Marybeth shakes her head, feeling her scar tingling from how much she’s chewed on it.
Underbite takes the book from him and scratches a finger into the hollow. She pulls out a piece of paper, folded up so that the corner tucks into one of the folds, a neat little envelope. Her eyebrows shoot up as she unfolds it. “And this?” She holds it up to Marybeth.
It’s a five-pointed star, drawn in thick marker, crudely occult-looking, a rust-coloured splodge in the corner. At the centre of the star is a bird, like a crow, holding up its middle finger.
“Can you tell me what this is?”
Marybeth can’t.
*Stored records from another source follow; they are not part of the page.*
//! # Connection Management Module
//!
//! Runs the BLE device manager on a dedicated thread with its own Tokio
//! runtime and turns UI commands into device-manager operations.
//!
//! ## Key Components
//! - `ConnectionManager`: command loop owning the `DeviceManager`
//! - `ConnectionCommand`: commands sent from the UI to the connection thread
//! - `SensorUpdate`: state, peripherals and samples sent back to the UI
//!
//! ## Ordering
//! Commands are handled one at a time and each operation runs to completion
//! before the next command is read, so concurrent connect requests are
//! serialized: a later `Connect` tears down the earlier peripheral (last caller
//! wins). Between commands the loop pumps device-manager events.

use crate::device_scanner::PeripheralDescriptor;
use crate::error::{ConnectionError, ScanError};
use crate::sensor::{ConnectResult, ConnectionState, DeviceManager, DeviceSettings, ManagerEvent};
use crate::transport::Transport;
use crossbeam_channel::Sender;
use std::sync::Arc;
use std::time::Duration;
use tokio::runtime::Runtime;
use tokio::sync::mpsc;

#[derive(Debug, Clone)]
pub enum ConnectionCommand {
    RequestPermissions,
    StartScan(Duration),
    StopScan,
    /// Connect to a peripheral by id, preferably one from the last scan
    Connect(String),
    Disconnect,
    /// Tear everything down and end the loop
    Shutdown,
}

#[derive(Debug, Clone)]
pub enum SensorUpdate {
    ConnectionStatus(ConnectionState),
    Permissions(bool),
    PeripheralFound(PeripheralDescriptor),
    /// Ordered peripherals at the end of a scan
    ScanCompleted(Result<Vec<PeripheralDescriptor>, ScanError>),
    Connected(ConnectResult),
    /// Current contents of the sample window, oldest first
    Samples(Vec<u8>),
    ConnectionLost(String),
}

/// Manages the connection lifecycle of the EMG sensor.
///
/// Runs in a dedicated thread with its own Tokio runtime so transport calls
/// never block the UI thread.
pub struct ConnectionManager {
    transport: Arc<dyn Transport>,
    settings: DeviceSettings,
    priority_id: Option<String>,
    command_receiver: mpsc::UnboundedReceiver<ConnectionCommand>,
    sensor_sender: Sender<SensorUpdate>,
}

impl ConnectionManager {
    /// Creates a new ConnectionManager.
    ///
    /// Returns the manager and a sender for issuing commands from the UI thread.
    pub fn new(
        transport: Arc<dyn Transport>,
        settings: DeviceSettings,
        priority_id: Option<String>,
        sensor_sender: Sender<SensorUpdate>,
    ) -> (Self, mpsc::UnboundedSender<ConnectionCommand>) {
        let (command_sender, command_receiver) = mpsc::unbounded_channel();

        let manager = ConnectionManager {
            transport,
            settings,
            priority_id,
            command_receiver,
            sensor_sender,
        };

        (manager, command_sender)
    }

    /// Runs the connection management loop.
    ///
    /// This should be called in a spawned thread. It returns once a `Shutdown`
    /// command arrives or the command channel is closed.
    pub fn run(self) {
        let rt = match Runtime::new() {
            Ok(runtime) => runtime,
            Err(e) => {
                let error = ConnectionError::RuntimeCreation(e.to_string());
                log::error!("{}", error);
                let _ = self
                    .sensor_sender
                    .send(SensorUpdate::ConnectionStatus(ConnectionState::Failed(error.to_string())));
                return;
            }
        };

        rt.block_on(self.serve());
    }

    /// Command/event loop; usable directly from an existing runtime.
    pub async fn serve(mut self) {
        let mut device = DeviceManager::new(self.transport.clone(), self.settings.clone());
        let mut last_state = device.state().clone();

        loop {
            tokio::select! {
                command = self.command_receiver.recv() => match command {
                    Some(ConnectionCommand::Shutdown) | None => break,
                    Some(command) => self.handle_command(&mut device, command).await,
                },
                event = device.next_event() => self.handle_event(&device, event),
            }
            self.publish_state(&device, &mut last_state);
        }

        log::info!("Connection manager: shutting down");
        device.shutdown().await;
        self.send(SensorUpdate::ConnectionStatus(ConnectionState::Disconnected));
    }

    async fn handle_command(&self, device: &mut DeviceManager, command: ConnectionCommand) {
        match command {
            ConnectionCommand::RequestPermissions => {
                let granted = device.request_permissions().await;
                self.send(SensorUpdate::Permissions(granted));
            }
            ConnectionCommand::StartScan(timeout) => {
                log::info!("Connection manager: scan requested ({:?})", timeout);
                if let Err(e) = device.start_scan(timeout).await {
                    log::error!("{}", e);
                    self.send(SensorUpdate::ScanCompleted(Err(e)));
                }
            }
            ConnectionCommand::StopScan => {
                device.stop_scan().await;
                self.send(SensorUpdate::ScanCompleted(Ok(
                    device.scanned_peripherals(self.priority_id.as_deref())
                )));
            }
            ConnectionCommand::Connect(device_id) => {
                log::info!("Connection manager: Connecting to device: {}", device_id);
                let descriptor = device
                    .find_peripheral(&device_id)
                    .unwrap_or_else(|| PeripheralDescriptor::new(device_id, None, None));
                self.send(SensorUpdate::ConnectionStatus(ConnectionState::Connecting(
                    descriptor.clone(),
                )));
                let result = device.connect(descriptor).await;
                self.send(SensorUpdate::Connected(result));
            }
            ConnectionCommand::Disconnect => {
                log::info!("Connection manager: Disconnect requested");
                device.disconnect().await;
            }
            ConnectionCommand::Shutdown => {}
        }
    }

    fn handle_event(&self, device: &DeviceManager, event: ManagerEvent) {
        match event {
            ManagerEvent::Discovered(descriptor) => {
                self.send(SensorUpdate::PeripheralFound(descriptor));
            }
            ManagerEvent::ScanFinished { found } => {
                let outcome = if found == 0 {
                    Err(ScanError::NoPeripheralsFound)
                } else {
                    Ok(device.scanned_peripherals(self.priority_id.as_deref()))
                };
                self.send(SensorUpdate::ScanCompleted(outcome));
            }
            ManagerEvent::Sample(_) => {
                self.send(SensorUpdate::Samples(device.live_samples()));
            }
            ManagerEvent::ConnectionLost { reason, .. } => {
                self.send(SensorUpdate::ConnectionLost(reason));
            }
        }
    }

    fn publish_state(&self, device: &DeviceManager, last_state: &mut ConnectionState) {
        if device.state() != last_state {
            *last_state = device.state().clone();
            self.send(SensorUpdate::ConnectionStatus(last_state.clone()));
        }
    }

    fn send(&self, update: SensorUpdate) {
        if self.sensor_sender.send(update).is_err() {
            log::debug!("Connection manager: update receiver dropped");
        }
    }
}

#[cfg(test)]
mod tests {
    use super::*;
    use crate::gatt::{GattCharacteristic, GattService, UUID_SENSOR_CHARACTERISTIC, UUID_SENSOR_SERVICE};
    use crate::transport::mock::MockTransport;
    use crossbeam_channel::Receiver;
    use std::thread::JoinHandle;

    struct Harness {
        transport: Arc<MockTransport>,
        commands: mpsc::UnboundedSender<ConnectionCommand>,
        updates: Receiver<SensorUpdate>,
        thread: JoinHandle<()>,
    }

    fn spawn_manager(transport: Arc<MockTransport>) -> Harness {
        let (sender, updates) = crossbeam_channel::unbounded();
        let (manager, commands) =
            ConnectionManager::new(transport.clone(), DeviceSettings::default(), None, sender);
        let thread = std::thread::spawn(move || manager.run());
        Harness {
            transport,
            commands,
            updates,
            thread,
        }
    }

    fn wait_for<T>(updates: &Receiver<SensorUpdate>, mut pick: impl FnMut(SensorUpdate) -> Option<T>) -> T {
        loop {
            let update = updates
                .recv_timeout(Duration::from_secs(5))
                .expect("timed out waiting for update");
            if let Some(found) = pick(update) {
                return found;
            }
        }
    }

    fn sensor_services() -> Vec<GattService> {
        vec![GattService {
            uuid: UUID_SENSOR_SERVICE,
            characteristics: vec![GattCharacteristic {
                uuid: UUID_SENSOR_CHARACTERISTIC,
                notifiable: true,
            }],
        }]
    }

    #[test]
    fn test_connection_manager_creation() {
        let (sensor_sender, _sensor_receiver) = crossbeam_channel::unbounded();
        let (_manager, command_sender) = ConnectionManager::new(
            Arc::new(MockTransport::new()),
            DeviceSettings::default(),
            None,
            sensor_sender,
        );

        // Verify we can send commands
        assert!(command_sender.send(ConnectionCommand::Disconnect).is_ok());
    }

    #[test]
    fn test_scan_connect_stream_shutdown() {
        let transport = Arc::new(MockTransport::new());
        transport.advertise(PeripheralDescriptor::new("S1", Some("EMG Sensor".to_string()), Some(-50)));
        transport.set_services("S1", sensor_services());
        let harness = spawn_manager(transport);

        harness
            .commands
            .send(ConnectionCommand::StartScan(Duration::from_millis(50)))
            .expect("send");
        let found = wait_for(&harness.updates, |u| match u {
            SensorUpdate::ScanCompleted(result) => Some(result),
            _ => None,
        })
        .expect("scan result");
        assert_eq!(found.len(), 1);
        assert_eq!(found[0].id, "S1");

        harness
            .commands
            .send(ConnectionCommand::Connect("S1".to_string()))
            .expect("send");
        let result = wait_for(&harness.updates, |u| match u {
            SensorUpdate::Connected(result) => Some(result),
            _ => None,
        });
        assert!(result.success);
        assert_eq!(result.device_name.as_deref(), Some("EMG Sensor"));

        assert!(harness.transport.notify("S1", &[77]));
        let samples = wait_for(&harness.updates, |u| match u {
            SensorUpdate::Samples(samples) => Some(samples),
            _ => None,
        });
        assert_eq!(samples, vec![77]);

        harness.commands.send(ConnectionCommand::Shutdown).expect("send");
        harness.thread.join().expect("connection thread");
        assert!(harness.transport.calls().contains(&"disconnect:S1".to_string()));
    }

    #[test]
    fn test_empty_scan_reports_no_peripherals() {
        let harness = spawn_manager(Arc::new(MockTransport::new()));
        harness
            .commands
            .send(ConnectionCommand::StartScan(Duration::from_millis(20)))
            .expect("send");
        let outcome = wait_for(&harness.updates, |u| match u {
            SensorUpdate::ScanCompleted(result) => Some(result),
            _ => None,
        });
        assert_eq!(outcome, Err(ScanError::NoPeripheralsFound));
        drop(harness.commands);
        harness.thread.join().expect("connection thread");
    }

    #[test]
    fn test_connection_loss_is_reported() {
        let transport = Arc::new(MockTransport::new());
        transport.set_services("S1", sensor_services());
        let harness = spawn_manager(transport);

        harness
            .commands
            .send(ConnectionCommand::Connect("S1".to_string()))
            .expect("send");
        wait_for(&harness.updates, |u| match u {
            SensorUpdate::Connected(result) => Some(result),
            _ => None,
        });

        harness.transport.drop_link("S1");
        wait_for(&harness.updates, |u| match u {
            SensorUpdate::ConnectionLost(reason) => Some(reason),
            _ => None,
        });
        let state = wait_for(&harness.updates, |u| match u {
            SensorUpdate::ConnectionStatus(state) => Some(state),
            _ => None,
        });
        assert!(matches!(state, ConnectionState::Failed(_)));

        harness.commands.send(ConnectionCommand::Shutdown).expect("send");
        harness.thread.join().expect("connection thread");
    }
}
In fact, for the first time, she’s confronting the idea that maybe she doesn’t know who her daughter is, at all.
KATHERINE LARKIN
SUNDAY, 8 OCTOBER 1995
Dear Diary,
Wait, sorry, that’s too familiar of me. We’ve never formally met. Hello, Diary. I’m Kat Larkin. Or Kate Larkin, or Katherine Larkin, or Ma Bear’s Little Katie Cub, depending on who you ask. Never Kathy, thank goat. Pleased to make your acquaintance.
I always thought that directly addressing a diary was one of those made-up things people do on TV, but Donna and Rae have both been out of town all weekend and I’m so bored I’m TALKING TO A BOOK, apparently. That’s just the level of excitement you can expect from Little Hope. Like, you can’t even turn the town’s name into a joke, it’s already LITTLE HOPE, c’mon.
It’s 1995, and a new millennium is coming, and all the magazines talk about how we’re living in the future, and girls have the power now and we can be anything, and capitalism won the Cold War and the whole world’s just going to get better and better until we all get spaceships and we’re all connected by the World Wide Web into one big master brain that spans the whole world (unless, you know, the planet gets fried from the hole in the ozone layer but HEY let’s not talk about THAT). It’s ’90s energy baby!
Except all of that feels like it’s happening elsewhere, to other people. Here in Little Hope we might as well be stuck in the 1890s. This whole stupid town is like a gold rush theme park even though everyone knows there was never actually any gold here. But still, we put on a mock gunfight in the town square every Saturday to keep the tourists stopping by for a couple of hours before they head on to Tahoe. It’s basically the only industry left since all the factories closed in the recession. Come for the gold rush museum, stay for the alcoholism and ennui!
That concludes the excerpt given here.